--- Problem statement ---
From the entries below, gather every line containing the string "Returns".

--- Source material ---
//! Tolerances and limits used during hull construction.

/// The default tolerance for outside tests and coplanarity checks.
pub const DEFAULT_EPSILON: f64 = 1e-6;

/// Configuration for [`ConvexHull3d`](crate::ConvexHull3d) construction.
///
/// # Example
///
/// ```
/// use convex_quickhull::HullConfig;
///
/// let config = HullConfig::default().with_epsilon(1e-9).with_max_iter(100);
///
/// assert_eq!(config.epsilon, 1e-9);
/// assert_eq!(config.max_iter, Some(100));
/// ```
#[derive(Clone, Copy, Debug, PartialEq)]
pub struct HullConfig {
    /// Points whose signed plane value is at most `epsilon` are treated as lying
    /// on or behind a face. Four points whose tetrahedron volume is at most
    /// `epsilon` are treated as coplanar.
    pub epsilon: f64,
    /// The maximum number of face expansions to perform.
    /// If `None`, the algorithm runs until no queued face has outside points.
    pub max_iter: Option<usize>,
}

impl Default for HullConfig {
    fn default() -> Self {
        Self {
            epsilon: DEFAULT_EPSILON,
            max_iter: None,
        }
    }
}

impl HullConfig {
    /// Returns the configuration with the given tolerance.
    #[inline]
    pub fn with_epsilon(self, epsilon: f64) -> Self {
        Self { epsilon, ..self }
    }

    /// Returns the configuration with the given cap on face expansions.
    #[inline]
    pub fn with_max_iter(self, max_iter: usize) -> Self {
        Self {
            max_iter: Some(max_iter),
            ..self
        }
    }
}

--- Solution ---
    /// Returns the configuration with the given tolerance.
    /// Returns the configuration with the given cap on face expansions.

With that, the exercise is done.